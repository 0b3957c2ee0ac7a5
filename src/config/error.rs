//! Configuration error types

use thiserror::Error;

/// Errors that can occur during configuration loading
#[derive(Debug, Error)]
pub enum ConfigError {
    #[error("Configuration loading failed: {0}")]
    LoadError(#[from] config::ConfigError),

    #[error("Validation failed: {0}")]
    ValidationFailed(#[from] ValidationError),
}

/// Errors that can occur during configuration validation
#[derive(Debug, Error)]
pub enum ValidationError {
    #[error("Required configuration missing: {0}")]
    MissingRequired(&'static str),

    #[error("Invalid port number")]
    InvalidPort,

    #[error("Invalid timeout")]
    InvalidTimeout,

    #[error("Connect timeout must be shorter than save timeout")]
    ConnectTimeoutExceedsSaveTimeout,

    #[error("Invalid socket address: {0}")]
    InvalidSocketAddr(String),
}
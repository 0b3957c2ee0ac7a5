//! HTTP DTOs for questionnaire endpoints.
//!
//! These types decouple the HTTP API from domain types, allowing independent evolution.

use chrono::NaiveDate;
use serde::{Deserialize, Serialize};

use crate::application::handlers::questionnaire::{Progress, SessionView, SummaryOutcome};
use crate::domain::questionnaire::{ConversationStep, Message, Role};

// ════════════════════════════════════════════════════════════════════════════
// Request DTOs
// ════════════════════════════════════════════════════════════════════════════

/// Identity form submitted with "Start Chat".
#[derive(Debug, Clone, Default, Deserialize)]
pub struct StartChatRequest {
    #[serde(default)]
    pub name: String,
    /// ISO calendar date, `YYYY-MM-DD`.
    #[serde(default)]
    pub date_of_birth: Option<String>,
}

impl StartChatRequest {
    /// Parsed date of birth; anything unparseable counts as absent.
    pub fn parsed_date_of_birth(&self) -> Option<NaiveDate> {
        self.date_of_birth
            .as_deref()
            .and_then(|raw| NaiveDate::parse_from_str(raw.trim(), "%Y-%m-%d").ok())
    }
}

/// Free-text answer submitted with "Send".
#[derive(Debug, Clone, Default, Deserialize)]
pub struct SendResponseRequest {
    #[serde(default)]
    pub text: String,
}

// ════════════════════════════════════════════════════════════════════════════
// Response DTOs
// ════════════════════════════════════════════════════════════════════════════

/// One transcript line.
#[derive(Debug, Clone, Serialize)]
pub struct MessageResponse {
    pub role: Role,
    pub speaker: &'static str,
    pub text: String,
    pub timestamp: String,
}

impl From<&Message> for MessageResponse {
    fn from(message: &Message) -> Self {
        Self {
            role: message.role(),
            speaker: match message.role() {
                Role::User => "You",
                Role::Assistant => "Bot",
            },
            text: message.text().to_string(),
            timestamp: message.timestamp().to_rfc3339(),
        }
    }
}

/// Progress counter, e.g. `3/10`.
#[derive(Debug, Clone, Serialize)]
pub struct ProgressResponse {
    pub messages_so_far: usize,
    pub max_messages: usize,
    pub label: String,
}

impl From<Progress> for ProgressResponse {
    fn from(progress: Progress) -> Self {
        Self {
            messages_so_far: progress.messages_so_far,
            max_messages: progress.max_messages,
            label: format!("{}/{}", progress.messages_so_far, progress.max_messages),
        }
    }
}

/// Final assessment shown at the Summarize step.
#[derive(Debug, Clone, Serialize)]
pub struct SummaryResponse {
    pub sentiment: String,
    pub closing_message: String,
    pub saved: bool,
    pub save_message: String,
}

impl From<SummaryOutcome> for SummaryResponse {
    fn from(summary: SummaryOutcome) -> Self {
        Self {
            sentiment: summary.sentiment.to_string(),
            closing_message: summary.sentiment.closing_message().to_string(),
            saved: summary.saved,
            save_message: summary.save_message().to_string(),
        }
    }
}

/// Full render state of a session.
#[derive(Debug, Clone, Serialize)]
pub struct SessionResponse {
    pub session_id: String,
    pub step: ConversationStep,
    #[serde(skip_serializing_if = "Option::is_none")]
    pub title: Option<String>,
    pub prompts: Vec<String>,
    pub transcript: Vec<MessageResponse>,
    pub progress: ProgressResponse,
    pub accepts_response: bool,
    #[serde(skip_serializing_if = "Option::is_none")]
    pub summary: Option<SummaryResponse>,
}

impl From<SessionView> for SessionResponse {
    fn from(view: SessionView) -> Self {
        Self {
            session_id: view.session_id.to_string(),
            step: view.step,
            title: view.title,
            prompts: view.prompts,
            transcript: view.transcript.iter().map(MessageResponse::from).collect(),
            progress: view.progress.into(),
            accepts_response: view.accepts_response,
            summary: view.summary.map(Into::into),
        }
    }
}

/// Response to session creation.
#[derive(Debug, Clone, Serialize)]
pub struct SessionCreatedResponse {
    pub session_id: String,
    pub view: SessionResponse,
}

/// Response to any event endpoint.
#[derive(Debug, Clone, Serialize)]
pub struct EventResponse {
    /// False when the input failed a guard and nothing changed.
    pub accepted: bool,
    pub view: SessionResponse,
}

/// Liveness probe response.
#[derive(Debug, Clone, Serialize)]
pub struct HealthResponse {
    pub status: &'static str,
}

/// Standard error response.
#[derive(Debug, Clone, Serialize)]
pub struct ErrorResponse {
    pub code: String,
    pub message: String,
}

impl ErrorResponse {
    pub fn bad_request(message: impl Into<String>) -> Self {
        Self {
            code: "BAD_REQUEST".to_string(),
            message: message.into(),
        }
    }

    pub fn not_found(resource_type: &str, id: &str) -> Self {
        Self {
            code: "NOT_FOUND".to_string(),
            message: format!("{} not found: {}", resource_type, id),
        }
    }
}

^^^^^^^^^^^^^^^^

- What you should do -
Please retype, exactly as written, every line from the line containing "pub struct SessionCreatedResponse" through the last line of the records above, including both of those lines, and nothing else.

- Your solution -
pub struct SessionCreatedResponse {
    pub session_id: String,
    pub view: SessionResponse,
}

/// Response to any event endpoint.
#[derive(Debug, Clone, Serialize)]
pub struct EventResponse {
    /// False when the input failed a guard and nothing changed.
    pub accepted: bool,
    pub view: SessionResponse,
}

/// Liveness probe response.
#[derive(Debug, Clone, Serialize)]
pub struct HealthResponse {
    pub status: &'static str,
}

/// Standard error response.
#[derive(Debug, Clone, Serialize)]
pub struct ErrorResponse {
    pub code: String,
    pub message: String,
}

impl ErrorResponse {
    pub fn bad_request(message: impl Into<String>) -> Self {
        Self {
            code: "BAD_REQUEST".to_string(),
            message: message.into(),
        }
    }

    pub fn not_found(resource_type: &str, id: &str) -> Self {
        Self {
            code: "NOT_FOUND".to_string(),
            message: format!("{} not found: {}", resource_type, id),
        }
    }
}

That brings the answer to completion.